Your goal:
Can you reproduce the data beneath, keeping every line exact?

Entries provided:
.....
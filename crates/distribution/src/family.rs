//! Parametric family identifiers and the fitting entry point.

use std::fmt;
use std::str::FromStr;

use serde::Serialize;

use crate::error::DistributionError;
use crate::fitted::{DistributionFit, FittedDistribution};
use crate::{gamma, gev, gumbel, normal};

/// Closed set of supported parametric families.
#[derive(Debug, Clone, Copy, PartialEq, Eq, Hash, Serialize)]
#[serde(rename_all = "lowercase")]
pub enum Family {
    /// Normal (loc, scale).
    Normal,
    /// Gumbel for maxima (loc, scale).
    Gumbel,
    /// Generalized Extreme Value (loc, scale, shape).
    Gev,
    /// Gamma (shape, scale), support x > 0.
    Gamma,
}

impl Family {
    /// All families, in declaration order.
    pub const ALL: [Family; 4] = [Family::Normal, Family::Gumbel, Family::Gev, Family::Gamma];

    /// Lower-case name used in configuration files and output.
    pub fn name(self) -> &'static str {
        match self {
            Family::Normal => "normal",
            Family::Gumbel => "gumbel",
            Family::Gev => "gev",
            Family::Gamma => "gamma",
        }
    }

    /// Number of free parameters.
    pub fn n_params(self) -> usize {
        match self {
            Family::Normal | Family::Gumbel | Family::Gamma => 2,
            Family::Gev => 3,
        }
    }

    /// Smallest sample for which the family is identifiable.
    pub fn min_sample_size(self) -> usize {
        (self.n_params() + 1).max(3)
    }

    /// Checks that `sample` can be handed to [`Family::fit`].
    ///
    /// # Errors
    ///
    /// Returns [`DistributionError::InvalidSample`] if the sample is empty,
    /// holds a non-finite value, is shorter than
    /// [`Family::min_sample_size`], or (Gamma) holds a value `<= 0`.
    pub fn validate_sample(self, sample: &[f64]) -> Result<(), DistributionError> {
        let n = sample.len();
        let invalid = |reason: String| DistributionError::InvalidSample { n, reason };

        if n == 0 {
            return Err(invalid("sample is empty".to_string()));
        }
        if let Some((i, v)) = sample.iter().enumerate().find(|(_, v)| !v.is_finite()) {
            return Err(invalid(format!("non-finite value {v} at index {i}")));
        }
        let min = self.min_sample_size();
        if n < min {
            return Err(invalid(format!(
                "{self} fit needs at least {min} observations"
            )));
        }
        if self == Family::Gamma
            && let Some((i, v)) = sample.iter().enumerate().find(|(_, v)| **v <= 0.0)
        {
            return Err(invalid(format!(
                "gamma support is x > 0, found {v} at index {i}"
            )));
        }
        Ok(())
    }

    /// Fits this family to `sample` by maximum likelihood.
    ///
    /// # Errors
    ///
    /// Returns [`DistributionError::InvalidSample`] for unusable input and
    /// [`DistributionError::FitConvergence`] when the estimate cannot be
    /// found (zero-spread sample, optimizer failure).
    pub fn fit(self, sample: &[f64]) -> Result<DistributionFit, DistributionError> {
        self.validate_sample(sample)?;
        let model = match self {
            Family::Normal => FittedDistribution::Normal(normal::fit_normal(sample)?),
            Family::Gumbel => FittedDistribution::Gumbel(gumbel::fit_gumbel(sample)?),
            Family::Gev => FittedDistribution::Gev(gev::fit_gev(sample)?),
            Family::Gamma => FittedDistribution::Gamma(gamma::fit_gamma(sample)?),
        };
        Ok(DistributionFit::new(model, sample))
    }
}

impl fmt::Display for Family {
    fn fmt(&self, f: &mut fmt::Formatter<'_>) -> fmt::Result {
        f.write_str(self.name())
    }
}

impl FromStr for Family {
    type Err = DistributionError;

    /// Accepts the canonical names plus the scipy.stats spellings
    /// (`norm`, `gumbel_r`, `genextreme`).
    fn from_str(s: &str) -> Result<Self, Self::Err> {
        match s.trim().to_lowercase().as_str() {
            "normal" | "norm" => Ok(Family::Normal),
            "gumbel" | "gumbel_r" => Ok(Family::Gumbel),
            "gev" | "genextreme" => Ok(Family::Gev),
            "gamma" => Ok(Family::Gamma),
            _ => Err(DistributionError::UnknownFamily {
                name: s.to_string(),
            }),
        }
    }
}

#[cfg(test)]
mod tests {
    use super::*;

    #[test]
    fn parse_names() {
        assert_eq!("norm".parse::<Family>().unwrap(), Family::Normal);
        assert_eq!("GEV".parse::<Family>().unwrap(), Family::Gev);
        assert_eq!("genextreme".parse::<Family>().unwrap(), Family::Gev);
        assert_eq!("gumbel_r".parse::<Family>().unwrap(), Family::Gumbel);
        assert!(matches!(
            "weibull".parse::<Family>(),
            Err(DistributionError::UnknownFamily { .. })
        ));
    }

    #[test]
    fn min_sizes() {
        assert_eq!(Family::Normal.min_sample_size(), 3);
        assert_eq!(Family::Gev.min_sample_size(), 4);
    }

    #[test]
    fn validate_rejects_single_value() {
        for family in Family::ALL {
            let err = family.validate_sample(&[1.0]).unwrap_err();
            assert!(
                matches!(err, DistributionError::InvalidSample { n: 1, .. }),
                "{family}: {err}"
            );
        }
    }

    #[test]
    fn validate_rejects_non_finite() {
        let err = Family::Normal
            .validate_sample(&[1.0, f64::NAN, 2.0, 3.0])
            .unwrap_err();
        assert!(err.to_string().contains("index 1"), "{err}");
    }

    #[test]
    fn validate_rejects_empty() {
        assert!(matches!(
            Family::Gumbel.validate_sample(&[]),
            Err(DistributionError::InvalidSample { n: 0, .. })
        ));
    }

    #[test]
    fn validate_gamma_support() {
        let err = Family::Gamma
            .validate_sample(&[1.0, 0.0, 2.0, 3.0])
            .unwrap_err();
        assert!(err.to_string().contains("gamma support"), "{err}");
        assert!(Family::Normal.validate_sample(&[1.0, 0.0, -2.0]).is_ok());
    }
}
.....
Exercise answer:
filename crates/distribution/src/family.rs
//! Parametric family identifiers and the fitting entry point.

use std::fmt;
use std::str::FromStr;

use serde::Serialize;

use crate::error::DistributionError;
use crate::fitted::{DistributionFit, FittedDistribution};
use crate::{gamma, gev, gumbel, normal};

/// Closed set of supported parametric families.
#[derive(Debug, Clone, Copy, PartialEq, Eq, Hash, Serialize)]
#[serde(rename_all = "lowercase")]
pub enum Family {
    /// Normal (loc, scale).
    Normal,
    /// Gumbel for maxima (loc, scale).
    Gumbel,
    /// Generalized Extreme Value (loc, scale, shape).
    Gev,
    /// Gamma (shape, scale), support x > 0.
    Gamma,
}

impl Family {
    /// All families, in declaration order.
    pub const ALL: [Family; 4] = [Family::Normal, Family::Gumbel, Family::Gev, Family::Gamma];

    /// Lower-case name used in configuration files and output.
    pub fn name(self) -> &'static str {
        match self {
            Family::Normal => "normal",
            Family::Gumbel => "gumbel",
            Family::Gev => "gev",
            Family::Gamma => "gamma",
        }
    }

    /// Number of free parameters.
    pub fn n_params(self) -> usize {
        match self {
            Family::Normal | Family::Gumbel | Family::Gamma => 2,
            Family::Gev => 3,
        }
    }

    /// Smallest sample for which the family is identifiable.
    pub fn min_sample_size(self) -> usize {
        (self.n_params() + 1).max(3)
    }

    /// Checks that `sample` can be handed to [`Family::fit`].
    ///
    /// # Errors
    ///
    /// Returns [`DistributionError::InvalidSample`] if the sample is empty,
    /// holds a non-finite value, is shorter than
    /// [`Family::min_sample_size`], or (Gamma) holds a value `<= 0`.
    pub fn validate_sample(self, sample: &[f64]) -> Result<(), DistributionError> {
        let n = sample.len();
        let invalid = |reason: String| DistributionError::InvalidSample { n, reason };

        if n == 0 {
            return Err(invalid("sample is empty".to_string()));
        }
        if let Some((i, v)) = sample.iter().enumerate().find(|(_, v)| !v.is_finite()) {
            return Err(invalid(format!("non-finite value {v} at index {i}")));
        }
        let min = self.min_sample_size();
        if n < min {
            return Err(invalid(format!(
                "{self} fit needs at least {min} observations"
            )));
        }
        if self == Family::Gamma
            && let Some((i, v)) = sample.iter().enumerate().find(|(_, v)| **v <= 0.0)
        {
            return Err(invalid(format!(
                "gamma support is x > 0, found {v} at index {i}"
            )));
        }
        Ok(())
    }

    /// Fits this family to `sample` by maximum likelihood.
    ///
    /// # Errors
    ///
    /// Returns [`DistributionError::InvalidSample`] for unusable input and
    /// [`DistributionError::FitConvergence`] when the estimate cannot be
    /// found (zero-spread sample, optimizer failure).
    pub fn fit(self, sample: &[f64]) -> Result<DistributionFit, DistributionError> {
        self.validate_sample(sample)?;
        let model = match self {
            Family::Normal => FittedDistribution::Normal(normal::fit_normal(sample)?),
            Family::Gumbel => FittedDistribution::Gumbel(gumbel::fit_gumbel(sample)?),
            Family::Gev => FittedDistribution::Gev(gev::fit_gev(sample)?),
            Family::Gamma => FittedDistribution::Gamma(gamma::fit_gamma(sample)?),
        };
        Ok(DistributionFit::new(model, sample))
    }
}

impl fmt::Display for Family {
    fn fmt(&self, f: &mut fmt::Formatter<'_>) -> fmt::Result {
        f.write_str(self.name())
    }
}

impl FromStr for Family {
    type Err = DistributionError;

    /// Accepts the canonical names plus the scipy.stats spellings
    /// (`norm`, `gumbel_r`, `genextreme`).
    fn from_str(s: &str) -> Result<Self, Self::Err> {
        match s.trim().to_lowercase().as_str() {
            "normal" | "norm" => Ok(Family::Normal),
            "gumbel" | "gumbel_r" => Ok(Family::Gumbel),
            "gev" | "genextreme" => Ok(Family::Gev),
            "gamma" => Ok(Family::Gamma),
            _ => Err(DistributionError::UnknownFamily {
                name: s.to_string(),
            }),
        }
    }
}

#[cfg(test)]
mod tests {
    use super::*;

    #[test]
    fn parse_names() {
        assert_eq!("norm".parse::<Family>().unwrap(), Family::Normal);
        assert_eq!("GEV".parse::<Family>().unwrap(), Family::Gev);
        assert_eq!("genextreme".parse::<Family>().unwrap(), Family::Gev);
        assert_eq!("gumbel_r".parse::<Family>().unwrap(), Family::Gumbel);
        assert!(matches!(
            "weibull".parse::<Family>(),
            Err(DistributionError::UnknownFamily { .. })
        ));
    }

    #[test]
    fn min_sizes() {
        assert_eq!(Family::Normal.min_sample_size(), 3);
        assert_eq!(Family::Gev.min_sample_size(), 4);
    }

    #[test]
    fn validate_rejects_single_value() {
        for family in Family::ALL {
            let err = family.validate_sample(&[1.0]).unwrap_err();
            assert!(
                matches!(err, DistributionError::InvalidSample { n: 1, .. }),
                "{family}: {err}"
            );
        }
    }

    #[test]
    fn validate_rejects_non_finite() {
        let err = Family::Normal
            .validate_sample(&[1.0, f64::NAN, 2.0, 3.0])
            .unwrap_err();
        assert!(err.to_string().contains("index 1"), "{err}");
    }

    #[test]
    fn validate_rejects_empty() {
        assert!(matches!(
            Family::Gumbel.validate_sample(&[]),
            Err(DistributionError::InvalidSample { n: 0, .. })
        ));
    }

    #[test]
    fn validate_gamma_support() {
        let err = Family::Gamma
            .validate_sample(&[1.0, 0.0, 2.0, 3.0])
            .unwrap_err();
        assert!(err.to_string().contains("gamma support"), "{err}");
        assert!(Family::Normal.validate_sample(&[1.0, 0.0, -2.0]).is_ok());
    }
}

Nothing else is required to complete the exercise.